Zimbabwe Medical Association chairman of the national tariff liaison committee Mr Chad Tarumbwa confirmed the increases, saying the tariffs were actually set in April.
"You will realise that very few practitioners are charging that amount because they fear that medical aid societies will withdraw their members to their own clinics," he said.
Mr Tarumbwa said ZiMA actually wanted the general practitioners to charge US$60 for the first visit and then US$40 for a review.
He claimed that the increases were necessitated by the increase in cost of living, but this is despite that official statistics show that inflation has remained low in the past four years, being recorded at 0,59 percent in October.
Mr Tarumbwa said the Association of Healthcare Funders of Zimbabwe (AHFoZ), an organisation for medical aid societies, wanted the tariffs to remain at US$20, but that had resulted in co-payments and shortfalls because of the increase in charges.

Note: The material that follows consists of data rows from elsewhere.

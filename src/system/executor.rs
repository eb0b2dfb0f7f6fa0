// src/system/executor.rs

//! Spawning and capturing vendor client processes.

use crate::CancellationToken;
use std::io::{ErrorKind, Read};
use std::process::{Child, Command as StdCommand, Stdio};
use std::sync::atomic::Ordering;
use std::time::Duration;
use thiserror::Error;

/// Failures talking to a server or a vendor client.
#[derive(Error, Debug)]
pub enum ExecutionError {
    #[error("Could not connect to '{server}': {message}")]
    Connect { server: String, message: String },
    #[error("Command '{0}' could not be executed: {1}")]
    CommandFailed(String, std::io::Error),
    #[error("Command '{command}' exited with a non-zero error code.\n{output}")]
    NonZeroExitStatus { command: String, output: String },
    #[error("Server error: {0}")]
    Server(String),
    #[error("Unexpected response from server: {0}")]
    Protocol(String),
    #[error("I/O error: {0}")]
    Io(#[from] std::io::Error),
    #[error("Operation was cancelled by the user.")]
    Cancelled,
}

/// Fails with `Cancelled` once the token has been set.
pub fn check_for_cancellation(token: &CancellationToken) -> Result<(), ExecutionError> {
    if token.load(Ordering::SeqCst) {
        Err(ExecutionError::Cancelled)
    } else {
        Ok(())
    }
}

/// Renders a program invocation for messages, with the value after `-P` masked.
pub fn display_command(program: &str, args: &[String]) -> String {
    let mut parts = vec![program.to_string()];
    let mut mask_next = false;
    for arg in args {
        if mask_next {
            parts.push("****".to_string());
            mask_next = false;
        } else {
            mask_next = arg == "-P";
            parts.push(arg.clone());
        }
    }
    parts.join(" ")
}

/// Spawns a vendor client with piped stdin/stdout for an interactive session.
pub fn spawn_session(program: &str, args: &[String]) -> Result<Child, ExecutionError> {
    StdCommand::new(program)
        .args(args)
        .stdin(Stdio::piped())
        .stdout(Stdio::piped())
        .stderr(Stdio::inherit())
        .spawn()
        .map_err(|e| ExecutionError::CommandFailed(display_command(program, args), e))
}

/// Runs a command to completion and returns its standard output.
///
/// The wait loop polls the cancellation token; on cancellation the child is
/// killed and `Cancelled` is returned.
pub fn run_and_capture(
    program: &str,
    args: &[String],
    cancellation_token: &CancellationToken,
) -> Result<String, ExecutionError> {
    check_for_cancellation(cancellation_token)?;
    let shown = display_command(program, args);

    let mut child = match StdCommand::new(program)
        .args(args)
        .stdin(Stdio::null())
        .stdout(Stdio::piped())
        .stderr(Stdio::piped())
        .spawn()
    {
        Ok(child) => child,
        Err(e) if e.kind() == ErrorKind::NotFound => {
            log::debug!("'{}' was not found on PATH.", program);
            return Err(ExecutionError::CommandFailed(shown, e));
        }
        Err(e) => return Err(ExecutionError::CommandFailed(shown, e)),
    };

    // Drain both pipes on helper threads so a chatty child cannot block on a full pipe.
    let stdout_reader = drain(child.stdout.take());
    let stderr_reader = drain(child.stderr.take());

    // Non-blocking wait loop to allow for cancellation.
    let status = loop {
        match child.try_wait() {
            Ok(Some(status)) => break status,
            Ok(None) => {
                if check_for_cancellation(cancellation_token).is_err() {
                    log::debug!(
                        "Cancellation requested, killing child process (PID: {})...",
                        child.id()
                    );
                    if let Err(e) = child.kill() {
                        log::warn!("Failed to kill child process {}: {}", child.id(), e);
                    }
                    child.wait().ok();
                    return Err(ExecutionError::Cancelled);
                }
                std::thread::sleep(Duration::from_millis(50));
            }
            Err(e) => return Err(ExecutionError::CommandFailed(shown, e)),
        }
    };

    let stdout = stdout_reader.join().unwrap_or_default();
    let stderr = stderr_reader.join().unwrap_or_default();

    if !status.success() {
        return Err(ExecutionError::NonZeroExitStatus {
            command: shown,
            output: format!("{}{}", stdout, stderr),
        });
    }
    Ok(stdout)
}

fn drain<R: Read + Send + 'static>(pipe: Option<R>) -> std::thread::JoinHandle<String> {
    std::thread::spawn(move || {
        let mut buffer = String::new();
        if let Some(mut pipe) = pipe {
            let mut bytes = Vec::new();
            if pipe.read_to_end(&mut bytes).is_ok() {
                buffer = String::from_utf8_lossy(&bytes).into_owned();
            }
        }
        buffer
    })
}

He said all along doctors and hospitals were guided by tariffs set by ZiMA at US$50 for consultation, while medical aid societies followed tariffs set by the AHFoz which were at US$20.
This meant that there was disagreement between the two bodies on the actual tariffs.
Although no official comment could be immediately obtained from AHFoZ yesterday, some medical aid societies insist that employees' salaries were still too low to cater for an increase in tariffs.
They said they would have no choice but to increase the contributions if the doctors did not rescind the tariff increase.
This would add more burden to workers who are already failing to make ends meet in a country plagued by a liquidity crunch.
An official at Premier Service Medical Aid Society said the practitioners should reverse the increases.
"Charges by surgeons on procedures are exorbitant compared to other countries in the region," said the PSMAS official.
"Medical costs of sending a member outside the country, including their accommodation and flights are actually cheaper than having the procedure locally."